The Company’s legal address is 95 Tsinamdzgvrishvili street, Tbilisi, 0112 Georgia.
The principal activity of the Group is provision of telecommunication services to corporate and individual
customers in Georgia, including local and international telephone services, internet and internet television
(IPTV) services and leasing the underground communication facilities. The Group directs its activities as
one operating segment.
In September 2016 the Fitch Rating agency affirmed the Company’s Long-Term Issuer Default Rating as
'B+' with a Stable Outlook.
The Company is wholly-owned by Rhinestream Holdings Limited and is ultimately controlled by an
individual, Giorgi Ramishvili. Related party transactions are detailed in note 19.
2. Basis of accounting
Statement of compliance
These consolidated financial statements have been prepared in accordance with International Financial
Reporting Standards (“IFRSs”).
3. Functional and presentation currency
The national currency of Georgia is the Georgian Lari (GEL), which is the functional currency of the Group
entities and the currency in which these consolidated financial statements are presented. All financial
information presented in GEL has been rounded to the nearest thousand, except when otherwise indicated.
4. Use of estimates and judgments
The preparation of consolidated financial statements in conformity with IFRSs requires management to
make judgments, estimates and assumptions that affect the application of accounting policies and the
reported amounts of assets, liabilities, income and expenses. Actual results may differ from those estimates.

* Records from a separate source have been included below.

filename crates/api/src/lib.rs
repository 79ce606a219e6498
// Copyright (C) 2026 Fred Clausen
// Use of this source code is governed by an MIT-style
// license that can be found in the LICENSE file or at
// https://opensource.org/licenses/MIT.

#![deny(
    clippy::pedantic,
    clippy::cargo,
    clippy::nursery,
    clippy::style,
    clippy::correctness,
    clippy::all
)]
#![allow(clippy::multiple_crate_versions)]

//! API boundary for the organization chart service.
//!
//! Reads directory snapshots through the [`Directory`] seam, runs the
//! hierarchy engine and shapes the result into response DTOs. Transport
//! concerns live in the server crate.

mod directory;
mod error;
mod export;
mod handlers;
mod request_response;

#[cfg(test)]
mod tests;

pub use directory::Directory;
pub use error::{ApiError, translate_domain_error, translate_persistence_error};
pub use export::{CSV_HEADERS, forest_to_csv};
pub use handlers::{
    ChartPolicy, DEFAULT_MAX_PERSONS, DirectorySnapshot, build_org_chart_csv,
    build_org_chart_response, build_org_chart_stats_response, export_org_chart_csv,
    get_org_chart, get_org_chart_stats, load_snapshot, validate_org_chart_request,
};
pub use request_response::{
    OrgChartNodeInfo, OrgChartRequest, OrgChartResponse, OrgChartStatsResponse, OrganizationInfo,
};
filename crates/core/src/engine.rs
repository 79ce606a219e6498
// Copyright (C) 2026 Fred Clausen
// Use of this source code is governed by an MIT-style
// license that can be found in the LICENSE file or at
// https://opensource.org/licenses/MIT.

//! The hierarchy build pipeline.
//!
//! ordering -> partition -> manager assignment -> conditional fallback ->
//! materialization -> annotation
//!
//! The build never fails. Missing or unrecognized fields resolve to their
//! defaults before the pipeline starts.

use crate::annotate::annotate;
use crate::builder::{Placement, UngroundedPolicy, assign_managers};
use crate::fallback::{needs_fallback, single_root_placement};
use crate::node::{HierarchyNode, materialize};
use crate::ordering::{OrderedPerson, order_persons};
use crate::partition::{DepartmentBucket, partition};
use orgchart_domain::{Person, PersonId};
use serde::{Deserialize, Serialize};
use tracing::{debug, info};

/// Options controlling a hierarchy build.
#[derive(Debug, Clone, Copy, PartialEq, Eq, Default, Serialize, Deserialize)]
pub struct EngineOptions {
    /// Handling of non-executive persons with no senior predecessor.
    pub ungrounded: UngroundedPolicy,
}

/// Which path produced a forest.
#[derive(Debug, Clone, Copy, PartialEq, Eq, Serialize, Deserialize)]
#[serde(rename_all = "snake_case")]
pub enum BuildStrategy {
    /// Per-department manager assignment.
    Departmental,
    /// Single most senior root with everyone else as a direct report.
    SingleRootFallback,
}

impl BuildStrategy {
    /// Returns the wire name of the strategy.
    #[must_use]
    pub const fn as_str(&self) -> &'static str {
        match self {
            Self::Departmental => "departmental",
            Self::SingleRootFallback => "single_root_fallback",
        }
    }
}

impl std::fmt::Display for BuildStrategy {
    fn fmt(&self, f: &mut std::fmt::Formatter<'_>) -> std::fmt::Result {
        write!(f, "{}", self.as_str())
    }
}

/// A built org chart.
#[derive(Debug, Clone, PartialEq, Eq)]
pub struct OrgChart {
    /// Root nodes in global order.
    pub roots: Vec<HierarchyNode>,
    /// Number of persons handed to the build.
    pub total_persons: usize,
    /// The path that produced the forest.
    pub strategy: BuildStrategy,
    /// Persons left out of the forest, in global order.
    pub hidden: Vec<PersonId>,
}

impl OrgChart {
    /// Returns the number of persons present in the forest.
    #[must_use]
    pub fn visible_persons(&self) -> usize {
        self.roots.iter().map(HierarchyNode::subtree_size).sum()
    }

    /// Returns whether the forest has no nodes.
    #[must_use]
    pub fn is_empty(&self) -> bool {
        self.roots.is_empty()
    }
}

/// Builds the org chart for a snapshot of an organization's persons.
///
/// Person identifiers are expected to be unique within the snapshot.
#[must_use]
pub fn build_org_chart(persons: &[Person], options: &EngineOptions) -> OrgChart {
    let ordered: Vec<OrderedPerson<'_>> = order_persons(persons);
    let buckets: Vec<DepartmentBucket<'_>> = partition(&ordered);
    debug!(
        person_count = ordered.len(),
        bucket_count = buckets.len(),
        policy = ?options.ungrounded,
        "Partitioned persons into department buckets"
    );

    let departmental: Placement = assign_managers(&ordered, &buckets, options.ungrounded);

    let (placement, strategy) = if needs_fallback(&departmental, ordered.len()) {
        (
            single_root_placement(departmental),
            BuildStrategy::SingleRootFallback,
        )
    } else {
        (departmental, BuildStrategy::Departmental)
    };

    let mut roots: Vec<HierarchyNode> = materialize(&ordered, &placement);
    annotate(&mut roots);

    let hidden: Vec<PersonId> = placement
        .hidden
        .iter()
        .map(|&index| ordered[index].person.id)
        .collect();

    info!(
        total_persons = persons.len(),
        root_count = roots.len(),
        hidden_count = hidden.len(),
        %strategy,
        "Built org chart"
    );

    OrgChart {
        roots,
        total_persons: persons.len(),
        strategy,
        hidden,
    }
}
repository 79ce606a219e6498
// Copyright (C) 2026 Fred Clausen
// Use of this source code is governed by an MIT-style
// license that can be found in the LICENSE file or at
// https://opensource.org/licenses/MIT.
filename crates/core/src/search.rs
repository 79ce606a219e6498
// Copyright (C) 2026 Fred Clausen
// Use of this source code is governed by an MIT-style
// license that can be found in the LICENSE file or at
// https://opensource.org/licenses/MIT.

//! Search and filtering over a built forest.
//!
//! A node survives when it matches or when any of its descendants matches,
//! so the path from a root down to every match stays intact.

use crate::node::HierarchyNode;

/// Criteria for narrowing a forest.
#[derive(Debug, Clone, Default, PartialEq, Eq)]
pub struct SearchFilter {
    /// Free-text query matched against name, title, email and department.
    pub query: Option<String>,
    /// Exact department bucket key.
    pub department: Option<String>,
    /// Canonical seniority tag.
    pub seniority: Option<String>,
}

impl SearchFilter {
    /// Returns whether the filter keeps every node.
    #[must_use]
    pub fn is_empty(&self) -> bool {
        self.normalized_query().is_none() && self.department.is_none() && self.seniority.is_none()
    }

    fn normalized_query(&self) -> Option<String> {
        self.query
            .as_deref()
            .map(str::trim)
            .filter(|q| !q.is_empty())
            .map(str::to_lowercase)
    }

    fn matches(&self, node: &HierarchyNode, query: Option<&str>) -> bool {
        let person = &node.person;

        let text_match = query.is_none_or(|q| {
            person.name.to_lowercase().contains(q)
                || person.title.to_lowercase().contains(q)
                || person
                    .email
                    .as_deref()
                    .is_some_and(|email| email.to_lowercase().contains(q))
                || node.department.to_lowercase().contains(q)
        });

        let department_match = self
            .department
            .as_deref()
            .is_none_or(|department| department == node.department);

        let seniority_match = self.seniority.as_deref().is_none_or(|seniority| {
            person
                .seniority_level()
                .is_some_and(|level| level.as_str() == seniority)
        });

        text_match && department_match && seniority_match
    }
}

/// Narrows a forest to the nodes matching a filter and their ancestors.
///
/// Kept nodes with kept children are expanded. `direct_report_count` keeps
/// its unfiltered value.
#[must_use]
pub fn search_forest(forest: &[HierarchyNode], filter: &SearchFilter) -> Vec<HierarchyNode> {
    if filter.is_empty() {
        return forest.to_vec();
    }

    let query: Option<String> = filter.normalized_query();
    forest
        .iter()
        .filter_map(|root| prune(root, filter, query.as_deref()))
        .collect()
}

fn prune(node: &HierarchyNode, filter: &SearchFilter, query: Option<&str>) -> Option<HierarchyNode> {
    let children: Vec<HierarchyNode> = node
        .children
        .iter()
        .filter_map(|child| prune(child, filter, query))
        .collect();

    if children.is_empty() && !filter.matches(node, query) {
        return None;
    }

    Some(HierarchyNode {
        auto_expand: node.auto_expand || !children.is_empty(),
        children,
        ..node.clone_shallow()
    })
}

impl HierarchyNode {
    fn clone_shallow(&self) -> Self {
        Self {
            person: self.person.clone(),
            rank: self.rank,
            department: self.department.clone(),
            level: self.level,
            bucket_position: self.bucket_position,
            direct_report_count: self.direct_report_count,
            auto_expand: self.auto_expand,
            children: Vec::new(),
        }
    }
}
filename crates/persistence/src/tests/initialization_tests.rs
// Copyright (C) 2026 Fred Clausen
// Use of this source code is governed by an MIT-style
// license that can be found in the LICENSE file or at
// https://opensource.org/licenses/MIT.

use super::{create_test_organization, create_test_persistence};
use crate::{PersistenceError, SqlitePersistence};

#[test]
fn test_persistence_initialization() {
    let result: Result<SqlitePersistence, PersistenceError> = SqlitePersistence::new_in_memory();
    assert!(result.is_ok());
}

#[test]
fn test_foreign_key_enforcement_is_active() {
    let mut persistence = create_test_persistence();
    assert!(persistence.verify_foreign_key_enforcement().is_ok());
}

#[test]
fn test_multiple_in_memory_instances_are_isolated() {
    let mut db1 = create_test_persistence();
    let mut db2 = create_test_persistence();

    let organization = create_test_organization(&mut db1);

    assert_eq!(db1.count_active_persons(organization.id).unwrap(), 3);
    assert!(db2.get_organization(organization.id).unwrap().is_none());
    assert_eq!(db2.count_active_persons(organization.id).unwrap(), 0);
}

#[test]
fn test_file_database_persists_across_reopen() {
    let path = std::env::temp_dir().join(format!(
        "orgchart_persistence_test_{}.db",
        std::process::id()
    ));
    let _ = std::fs::remove_file(&path);

    let organization = {
        let mut persistence = SqlitePersistence::new_with_file(&path).unwrap();
        create_test_organization(&mut persistence)
    };

    let mut reopened = SqlitePersistence::new_with_file(&path).unwrap();
    assert_eq!(
        reopened.get_organization(organization.id).unwrap(),
        Some(organization.clone())
    );
    assert_eq!(reopened.count_active_persons(organization.id).unwrap(), 3);

    drop(reopened);
    let _ = std::fs::remove_file(&path);
}
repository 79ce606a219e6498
// Copyright (C) 2026 Fred Clausen
// Use of this source code is governed by an MIT-style
// license that can be found in the LICENSE file or at
// https://opensource.org/licenses/MIT.

#![allow(clippy::expect_used, clippy::unwrap_used)]

mod directory_tests;
mod initialization_tests;

use crate::{NewPerson, SqlitePersistence};
use orgchart_domain::Organization;

pub fn create_test_persistence() -> SqlitePersistence {
    SqlitePersistence::new_in_memory().expect("Failed to create in-memory directory")
}

pub fn create_test_person(name: &str, seniority: &str, department: &str) -> NewPerson {
    NewPerson::new(name, &format!("{seniority} title"))
        .with_seniority(seniority)
        .with_department(department)
}

/// Creates an organization with a small sales chain.
pub fn create_test_organization(persistence: &mut SqlitePersistence) -> Organization {
    persistence
        .seed_organization(
            "Acme",
            &[
                create_test_person("Carol", "MANAGER", "Sales"),
                create_test_person("Alice", "VP", "Sales"),
                create_test_person("Bob", "DIRECTOR", "Sales"),
            ],
        )
        .expect("Failed to seed test organization")
}
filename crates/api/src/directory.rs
// Copyright (C) 2026 Fred Clausen
// Use of this source code is governed by an MIT-style
// license that can be found in the LICENSE file or at
// https://opensource.org/licenses/MIT.

use crate::error::{ApiError, translate_persistence_error};
use orgchart_domain::{Organization, OrganizationId, Person};
use orgchart_persistence::Persistence;

/// Read access to the directory an org chart is built from.
pub trait Directory {
    /// Looks up an organization.
    ///
    /// # Errors
    ///
    /// Returns an error if the directory cannot be read. A missing
    /// organization is `Ok(None)`.
    fn find_organization(
        &mut self,
        organization_id: OrganizationId,
    ) -> Result<Option<Organization>, ApiError>;

    /// Lists the organization's active persons. Archived persons are never
    /// returned.
    ///
    /// # Errors
    ///
    /// Returns an error if the directory cannot be read.
    fn list_active_persons(
        &mut self,
        organization_id: OrganizationId,
    ) -> Result<Vec<Person>, ApiError>;
}

impl Directory for Persistence {
    fn find_organization(
        &mut self,
        organization_id: OrganizationId,
    ) -> Result<Option<Organization>, ApiError> {
        self.get_organization(organization_id)
            .map_err(translate_persistence_error)
    }

    fn list_active_persons(
        &mut self,
        organization_id: OrganizationId,
    ) -> Result<Vec<Person>, ApiError> {
        Self::list_active_persons(self, organization_id).map_err(translate_persistence_error)
    }
}
// Copyright (C) 2026 Fred Clausen
// Use of this source code is governed by an MIT-style
// license that can be found in the LICENSE file or at
// https://opensource.org/licenses/MIT.

use crate::error::DomainError;
use crate::types::Person;

/// Maximum length of a display name or title, in characters.
const MAX_TEXT_LEN: usize = 200;

/// Validates that a person's basic field constraints are met.
///
/// This is applied on writes into the directory, never by the hierarchy
/// engine. The seniority tag is deliberately not checked: unknown tags are
/// stored as-is and resolve to the default rank when read.
///
/// # Errors
///
/// Returns an error if:
/// - The name is empty or too long
/// - The title is too long
/// - The email is present but has no `@` separating two non-empty parts
pub fn validate_person_fields(person: &Person) -> Result<(), DomainError> {
    if person.name.trim().is_empty() {
        return Err(DomainError::InvalidName(String::from(
            "Name cannot be empty",
        )));
    }

    if person.name.chars().count() > MAX_TEXT_LEN {
        return Err(DomainError::InvalidName(format!(
            "Name cannot exceed {MAX_TEXT_LEN} characters"
        )));
    }

    if person.title.chars().count() > MAX_TEXT_LEN {
        return Err(DomainError::InvalidTitle(format!(
            "Title cannot exceed {MAX_TEXT_LEN} characters"
        )));
    }

    if let Some(email) = &person.email {
        let valid: bool = email
            .split_once('@')
            .is_some_and(|(local, domain)| !local.is_empty() && !domain.is_empty());
        if !valid {
            return Err(DomainError::InvalidEmail(email.clone()));
        }
    }

    Ok(())
}

/// Validates an organization name.
///
/// # Errors
///
/// Returns an error if the name is empty or too long.
pub fn validate_organization_name(name: &str) -> Result<(), DomainError> {
    if name.trim().is_empty() {
        return Err(DomainError::InvalidOrganizationName(String::from(
            "Organization name cannot be empty",
        )));
    }

    if name.chars().count() > MAX_TEXT_LEN {
        return Err(DomainError::InvalidOrganizationName(format!(
            "Organization name cannot exceed {MAX_TEXT_LEN} characters"
        )));
    }

    Ok(())
}
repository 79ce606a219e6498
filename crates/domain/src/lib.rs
// Copyright (C) 2026 Fred Clausen
// Use of this source code is governed by an MIT-style
// license that can be found in the LICENSE file or at
// https://opensource.org/licenses/MIT.

#![deny(
    clippy::pedantic,
    clippy::cargo,
    clippy::nursery,
    clippy::style,
    clippy::correctness,
    clippy::all,
    clippy::suspicious,
    clippy::complexity,
    clippy::perf,
    clippy::unwrap_used,
    clippy::expect_used
)]

mod department;
mod error;
mod labels;
mod seniority;
mod types;
mod validation;

#[cfg(test)]
mod tests;

pub use department::{GENERAL_DEPARTMENT, department_key};
pub use error::DomainError;
pub use labels::format_label;
pub use seniority::{
    EXECUTIVE_RANK_CUTOFF, SeniorityLevel, SeniorityRank, UNKNOWN_RANK, is_executive,
    resolve_rank,
};
pub use types::{Organization, OrganizationId, Person, PersonId};
pub use validation::{validate_organization_name, validate_person_fields};
// Copyright (C) 2026 Fred Clausen
// Use of this source code is governed by an MIT-style
// license that can be found in the LICENSE file or at
// https://opensource.org/licenses/MIT.

#![deny(
    clippy::pedantic,
    clippy::cargo,
    clippy::nursery,
    clippy::style,
    clippy::correctness,
    clippy::all,
    clippy::suspicious,
    clippy::complexity,
    clippy::perf,
    clippy::unwrap_used,
    clippy::expect_used
)]

//! Organizational hierarchy construction.
//!
//! Directory records carry no reports-to relationship. This crate infers a
//! plausible management forest for one organization from each person's
//! seniority classification and department label alone. The result is a
//! display heuristic and is never written back to the directory.

mod annotate;
mod builder;
mod engine;
mod fallback;
mod node;
mod ordering;
mod partition;
mod search;
mod stats;

#[cfg(test)]
mod tests;

// Re-export public types and functions
pub use annotate::annotate;
pub use builder::{Placement, UngroundedPolicy, assign_managers};
pub use engine::{BuildStrategy, EngineOptions, OrgChart, build_org_chart};
pub use fallback::{needs_fallback, single_root_placement};
pub use node::{HierarchyNode, materialize};
pub use ordering::{OrderedPerson, compare_persons, order_persons};
pub use partition::{DepartmentBucket, partition};
pub use search::{SearchFilter, search_forest};
pub use stats::{OrgChartStats, UNKNOWN_SENIORITY, statistics};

Estimates and underlying assumptions are reviewed on an ongoing basis. Revisions to accounting estimates
are recognised in the period in which the estimates are revised and in any future periods affected.
Silknet JSC
Notes to the Consolidated Financial Statements for 2016
10
Information about critical judgments in applying accounting policies and assumptions and estimation
uncertainties that have the most significant effect on the amounts recognised in the consolidated financial
statements is included in note 22 (g) (iii) – useful lives of property and equipment.
In the opinion of management, there are no assumptions or estimation uncertainties that have a significant
risk of resulting in a material adjustment within the next financial year.
Measurement of fair values
A number of the Group’s accounting policies and disclosures require the measurement of fair values for
financial and non-financial assets and liabilities. Fair values have been determined for disclosure and for
measurement purposes. Fair values are categorised into different levels in a fair value hierarchy based on
the inputs used in the valuation techniques as follows.
Level 1: quoted prices (unadjusted) in active markets for identical assets or liabilities.
Level 2: inputs other than quoted prices included in Level 1 that are observable for the asset or liability,
either directly (i.e. as prices) or indirectly (i.e. derived from prices).
Level 3: inputs for the asset or liability that are not based on observable market data (unobservable
inputs).
If the inputs used to measure the fair value of an asset or a liability might be categorised in different levels
of the fair value hierarchy, then the fair value measurement is categorised in its entirety in the same level
of the fair value hierarchy as the lowest level input that is significant to the entire measurement.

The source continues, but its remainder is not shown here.